Petitioner places great weight (Pet. 17, 20-21) on the Court's holding in Stone that a denial of a motion to reconsider is a separate and distinct final order subject to judicial review. See 514 U.S. at 394-398. But that argument is of no help to petitioner. The INS regulation makes clear that the "final administrative decision" that triggers the 90-day filing period is the final administrative decision "in the proceeding sought to be reopened." 8 C.F.R. 3.2(c)(2). Petitioner's motion did not seek to reopen the Board's consideration of the legal merits of his motion for reconsideration. Rather, the "proceeding sought to be reopened" by petitioner's motion was the underlying proceeding that culminated in the order of deportation, because that is the only proceeding in which his proffered evidence concerning his marital status can be considered and might have relevance. That final administrative decision, however, was issued more than ten months before petitioner filed his motion to reopen, rendering his motion untimely.2

3. The court of appeals' decision is correct. The Board's interpretation of the regulation is consistent with its text and purpose. A motion to reopen seeks to reconvene "deportation or exclusion proceedings," 8 C.F.R. 3.2(c)(2), for the presentation of "new facts that will be proven at a hearing to be held if the motion is granted." 8 C.F.R. 3.2(c)(1). The regulation further directs that the motion cannot be granted "unless it appears to the Board that evidence sought to be offered is material and was not available and could not have been discovered or presented at the former hearing." 8 C.F.R. 3.2(c)(1).

Because a motion to reopen, by regulatory definition, seeks to inject new evidence into the deportation analysis, the motion necessarily must seek to open a proceeding that is capable of receiving and considering that new evidence.
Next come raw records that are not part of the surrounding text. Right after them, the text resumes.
use std::ops::Not;

use self::Stroke::{Back, Hand};

#[cfg(feature = "serde")]
use serde_crate::{Deserialize, Serialize};

/// Stroke of a row, i.e. handstroke (`Stroke::Hand`) or backstroke (`Stroke::Back`).
#[repr(u8)]
#[derive(Debug, Clone, Copy, Eq, PartialEq, Ord, PartialOrd, Hash)]
#[cfg_attr(
    feature = "serde",
    derive(Deserialize, Serialize),
    serde(crate = "serde_crate", rename_all = "snake_case")
)]
pub enum Stroke {
    Hand = 0,
    Back = 1,
}

impl Stroke {
    /// Returns the `Stroke` which happens `offset` [`Row`](crate::Row)s after a given `start` `Stroke`.
    ///
    /// # Example
    ///
    /// ```
    /// use ringframe::Stroke;
    ///
    /// assert_eq!(Stroke::Hand.offset(0), Stroke::Hand);
    /// // The row after a backstroke is a handstroke
    /// assert_eq!(Stroke::Back.offset(1), Stroke::Hand);
    /// assert_eq!(Stroke::Hand.offset(5040), Stroke::Hand);
    /// ```
    pub fn offset(self, offset: usize) -> Stroke {
        if offset % 2 == 0 {
            self
        } else {
            !self
        }
    }

    /// The index of this `Stroke` in a per-stroke array (`0` for handstroke, `1` for backstroke).
    #[inline]
    pub fn index(self) -> usize {
        self as usize
    }
}

impl Not for Stroke {
    type Output = Self;

    /// Returns the opposite `Stroke` to `self`
    fn not(self) -> Self::Output {
        match self {
            Hand => Back,
            Back => Hand,
        }
    }
}

/// A set of [`Stroke`]s over which music can be counted.
#[derive(Debug, Clone, Copy, Eq, PartialEq, Hash, Default)]
#[cfg_attr(
    feature = "serde",
    derive(Deserialize, Serialize),
    serde(crate = "serde_crate", rename_all = "snake_case")
)]
pub enum StrokeSet {
    Hand,
    Back,
    #[default]
    Both,
}

impl StrokeSet {
    /// Returns `true` if `stroke` is in this set
    ///
    /// ```
    /// use ringframe::{Stroke, StrokeSet};
    ///
    /// assert!(StrokeSet::Both.contains(Stroke::Back));
    /// assert!(StrokeSet::Hand.contains(Stroke::Hand));
    /// assert!(!StrokeSet::Hand.contains(Stroke::Back));
    /// ```
    pub fn contains(self, stroke: Stroke) -> bool {
        matches!(
            (self, stroke),
            (Self::Both, _) | (Self::Hand, Hand) | (Self::Back, Back)
        )
    }

    /// Iterates over the [`Stroke`]s in this set, handstroke first
    pub fn strokes(self) -> impl Iterator<Item = Stroke> {
        [Hand, Back].into_iter().filter(move |s| self.contains(*s))
    }
}

impl From<Stroke> for StrokeSet {
    fn from(stroke: Stroke) -> Self {
        match stroke {
            Hand => StrokeSet::Hand,
            Back => StrokeSet::Back,
        }
    }
}

#[cfg(test)]
mod tests {
    use super::*;

    #[test]
    fn offset() {
        #[track_caller]
        fn check(start: Stroke, offset: usize, expected: Stroke) {
            assert_eq!(start.offset(offset), expected);
        }
        check(Hand, 0, Hand);
        check(Back, 0, Back);
        check(Hand, 1, Back);
        check(Back, 1, Hand);
        check(Hand, 123547, Back);
        check(Back, 123547, Hand);
        check(Hand, usize::MAX, Back); // usize::MAX is odd
    }

    #[test]
    fn not() {
        assert_eq!(!Hand, Back);
        assert_eq!(!Back, Hand);
    }

    #[test]
    fn stroke_set() {
        assert_eq!(StrokeSet::Both.strokes().collect::<Vec<_>>(), vec![Hand, Back]);
        assert_eq!(StrokeSet::Back.strokes().collect::<Vec<_>>(), vec![Back]);
        assert_eq!(StrokeSet::from(Hand), StrokeSet::Hand);
        assert_eq!(StrokeSet::default(), StrokeSet::Both);
    }
}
The Board's denial of a motion to reconsider is not fitted for such a task, because it addresses questions of error or oversight in the Board's legal analysis, not consideration of previously unavailable factual evidence that could impact that analysis. Cf. ICC v. Brotherhood of Locomotive Eng'rs, 482 U.S. 270, 278-279 (1987). In other words, the Board's denial of a motion to reconsider is nothing more than a decision not to disturb the finality of the underlying deportation proceedings.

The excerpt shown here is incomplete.